Purpose : The urinary tract infection associated with vesicoureteral reflux(VUR) in children may result in serious complications such as renal scarring, hypertension, proteinuria and end stage renal disease. The purpose of this study was to evaluate the factors affecting renal scar such as age, gender, grade of VUR, and ACE gene polymorphism, and body growth in the patients with and those without renal scar associated with VUR Methods : During the period from January 1994 to July 2000, We had 93 children with urinary tract infection associated with VUR who were admitted to the Department of pediatrics of Chonbuk National University Hospital. The patients were divided into two groups according to follow up 99mTc-DMSA renal scan; patients with renal scar group and those with non-scar group. We analyzed and compared the factors associated with renal scarring between the two groups. Results : There were no significant difference in gender, causative organism, ACE gene polymorphism, height and weight at diagnosis between renal scar group and non-scar group.
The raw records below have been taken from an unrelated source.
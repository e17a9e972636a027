// SPDX-License-Identifier: GPL-3.0-only

//! Wire structures and enumerations shared with the device module
//!
//! Every struct here is `#[repr(C)]` with explicit reserved fields in place
//! of compiler padding, so the in-memory layout *is* the serialization
//! contract. Layout is locked in by the size/offset tests below; changing
//! any field is a wire-format break.

use crate::constants;
use crate::errors::DeviceError;
use bytemuck::{Pod, Zeroable};
use serde::{Deserialize, Serialize};

/// Output data format requested at connect time
#[derive(Debug, Clone, Copy, PartialEq, Eq, Default, Serialize, Deserialize)]
#[repr(u8)]
pub enum DataFormat {
    /// x, y, z, intensity output
    #[default]
    Xyzi = 0,
    /// z, intensity output
    Zi = 1,
    /// z only output
    Z = 2,
}

impl TryFrom<u8> for DataFormat {
    type Error = DeviceError;

    fn try_from(value: u8) -> Result<Self, Self::Error> {
        match value {
            0 => Ok(Self::Xyzi),
            1 => Ok(Self::Zi),
            2 => Ok(Self::Z),
            other => Err(DeviceError::InvalidParam(format!(
                "unknown data format {}",
                other
            ))),
        }
    }
}

/// Depth output mode
#[derive(Debug, Clone, Copy, PartialEq, Eq, Default, Serialize, Deserialize)]
#[repr(u8)]
pub enum DepthMode {
    /// Depth (mm) + IR planes
    #[default]
    DepthIr = 0,
    /// Point cloud samples (meters)
    PointCloud = 1,
    /// Raw phase data (declared, not supported)
    RawPhase = 2,
    /// Raw sensor data (declared, not supported)
    RawData = 3,
}

impl DepthMode {
    /// Raw phase/data modes exist in the wire contract but no shipped
    /// firmware produces them.
    pub fn is_supported(&self) -> bool {
        matches!(self, Self::DepthIr | Self::PointCloud)
    }
}

impl TryFrom<u8> for DepthMode {
    type Error = DeviceError;

    fn try_from(value: u8) -> Result<Self, Self::Error> {
        match value {
            0 => Ok(Self::DepthIr),
            1 => Ok(Self::PointCloud),
            2 => Ok(Self::RawPhase),
            3 => Ok(Self::RawData),
            other => Err(DeviceError::InvalidParam(format!(
                "unknown depth mode {}",
                other
            ))),
        }
    }
}

/// IR plane content
#[derive(Debug, Clone, Copy, PartialEq, Eq, Default, Serialize, Deserialize)]
#[repr(u8)]
pub enum IrMode {
    /// Modulated amplitude data
    #[default]
    Amplitude = 0,
    /// Total intensity data
    Intensity = 1,
}

impl TryFrom<u8> for IrMode {
    type Error = DeviceError;

    fn try_from(value: u8) -> Result<Self, Self::Error> {
        match value {
            0 => Ok(Self::Amplitude),
            1 => Ok(Self::Intensity),
            other => Err(DeviceError::InvalidParam(format!(
                "unknown IR output mode {}",
                other
            ))),
        }
    }
}

/// Device power / operation mode
///
/// Streaming can only be started from Active or Retention mode.
#[derive(Debug, Clone, Copy, PartialEq, Eq, Default, Serialize, Deserialize)]
#[repr(u8)]
pub enum OperationMode {
    /// Illumination on
    Active = 0,
    /// Initial mode after connect
    #[default]
    Retention = 1,
    /// Default mode at power on
    Sleep = 2,
}

impl TryFrom<u8> for OperationMode {
    type Error = DeviceError;

    fn try_from(value: u8) -> Result<Self, Self::Error> {
        match value {
            0 => Ok(Self::Active),
            1 => Ok(Self::Retention),
            2 => Ok(Self::Sleep),
            other => Err(DeviceError::InvalidParam(format!(
                "unknown operation mode {}",
                other
            ))),
        }
    }
}

/// Supported frame rates
#[derive(Debug, Clone, Copy, PartialEq, Eq, Default, Serialize, Deserialize)]
#[repr(u8)]
pub enum FrameRate {
    /// 30 fps
    #[default]
    Fps30 = 30,
    /// 15 fps
    Fps15 = 15,
    /// 7.5 fps, reported as 8
    Fps8 = 8,
}

impl FrameRate {
    /// Nominal frames per second
    pub fn fps(&self) -> u8 {
        *self as u8
    }

    /// Frame interval for pacing a capture loop
    pub fn interval(&self) -> std::time::Duration {
        std::time::Duration::from_micros(1_000_000 / self.fps() as u64)
    }
}

impl TryFrom<u8> for FrameRate {
    type Error = DeviceError;

    fn try_from(value: u8) -> Result<Self, Self::Error> {
        match value {
            30 => Ok(Self::Fps30),
            15 => Ok(Self::Fps15),
            8 => Ok(Self::Fps8),
            other => Err(DeviceError::InvalidParam(format!(
                "unsupported frame rate {} fps",
                other
            ))),
        }
    }
}

/// Frame type tag carried in frame metadata
#[derive(Debug, Clone, Copy, PartialEq, Eq)]
#[repr(i32)]
pub enum FrameType {
    DepthIr = 0,
    PointCloud = 1,
    Color = 2,
}

impl TryFrom<i32> for FrameType {
    type Error = DeviceError;

    fn try_from(value: i32) -> Result<Self, Self::Error> {
        match value {
            0 => Ok(Self::DepthIr),
            1 => Ok(Self::PointCloud),
            2 => Ok(Self::Color),
            other => Err(DeviceError::InvalidParam(format!(
                "unknown frame type {}",
                other
            ))),
        }
    }
}

/// Signed status codes shared across all wire operations
///
/// Zero is success, positive values are advisory, negative values identify
/// a failure. The Rust API surfaces failures as [`DeviceError`]; this enum
/// exists for the numeric contract.
#[derive(Debug, Clone, Copy, PartialEq, Eq)]
#[repr(i32)]
pub enum StatusCode {
    Queued = 2,
    Warning = 1,
    Success = 0,
    Failed = -1,
    NotFound = -2,
    OpenFailed = -3,
    GetFrameFailed = -4,
    WriteFailed = -5,
    ReadFailed = -6,
    Unsupported = -7,
    OutOfRange = -8,
    NotOpened = -9,
    InvalidParam = -10,
    ConfigLoadFailed = -11,
}

impl StatusCode {
    /// The raw signed code
    pub fn as_i32(&self) -> i32 {
        *self as i32
    }
}

/// Descriptor for one discovered device
///
/// Produced by [`crate::transport::discover`], consumed by
/// [`crate::session::DeviceSession::connect`].
#[derive(Debug, Clone, Copy, Pod, Zeroable)]
#[repr(C)]
pub struct DevicePath {
    /// Discovery index
    pub index: u8,
    /// Product name, NUL padded
    pub product_name: [u8; 16],
    /// OS device path ("/dev/video0", "sim:0"), NUL padded
    pub device_path: [u8; 256],
    /// Requested output format, a [`DataFormat`] scalar
    pub data_format: u8,
}
// SPDX-License-Identifier: GPL-3.0-only

//! Device session facade
//!
//! One [`DeviceSession`] represents one connected camera. It owns the
//! transport handle, the identity and calibration records read at connect
//! time, and the [`FilterSettings`] configuration record. All operations
//! take `&mut self`; a session is `Send` but callers must serialize
//! access to one instance.
//!
//! Lifecycle: constructed → connected → streaming → stopped →
//! disconnected. `stop` and `disconnect` are idempotent; `start` succeeds
//! exactly once per connect/stop cycle.

use crate::config::{FilterSettings, SessionConfig};
use crate::constants::{
    AMPLITUDE_THRESHOLD_RANGE, DEPTH_OFFSET_RANGE, FLYING_PIXEL_RANGE, FRAME_CHANNEL_CAPACITY,
    FRAME_PIXELS, GUIDED_EPSILON_RANGE, MOTION_BLUR_RANGE, READ_TIMEOUT,
    SCATTERING_THRESHOLD_RANGE, TNR_RATIO_RANGE, TNR_RATIO_SCALE,
};
use crate::errors::{DeviceError, DeviceResult};
use crate::geometry::{CalibrationData, LensCalibration};
use crate::pointcloud;
use crate::transport::{self, FrameReceiver, ParamId, RawFrame, Transport};
use crate::wire::{
    CloudPoint, DepthMode, DeviceInfo, DevicePath, ExtrinsicParam, FrameInfo, FrameRate,
    FrameType, IrMode, OperationMode,
};
use std::fmt;
use std::ops::RangeInclusive;
use std::sync::mpsc;
use tracing::{debug, info};

/// Session facade for one ToF camera
pub struct DeviceSession {
    transport: Option<Box<dyn Transport>>,
    streaming: bool,
    device_info: Option<DeviceInfo>,
    calibration: Option<CalibrationData>,
    depth_range: (u16, u16),
    filters: FilterSettings,
    depth_mode: DepthMode,
    ir_mode: IrMode,
    frame_rx: Option<FrameReceiver>,
    last_frame_id: i64,
    depth_scratch: Vec<u16>,
    ir_scratch: Vec<u16>,
}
Fifty four patients were in renal scar group and forty seven of them had VUR. The age at diagnosis was significantly higher in renal scar group (2.48${\pm}$2.64yr) than in non renal scar group (1.26${\pm}$1.83yr). Especially, the infants who were less than 1 year of age with VUR developed relatively more renal scar compared with infants older than 1 tear of age. The incidence of renal scarring showed a direct correlation with the severity of VUR. Conclusion : The factors affecting renal scar formation were age at diagnosis, presence and grade of VUR, but the other factors such as gender, causative organism, ACE gene polymorphism were not associated with renal scarring. Therefore, further evaluation about uropathogenic E coli and foflow up study about body growth associated with severity of renal scar would be necessary. (J. Korean Soc Pediatr Nephrol 5 : 43- 50, 2001)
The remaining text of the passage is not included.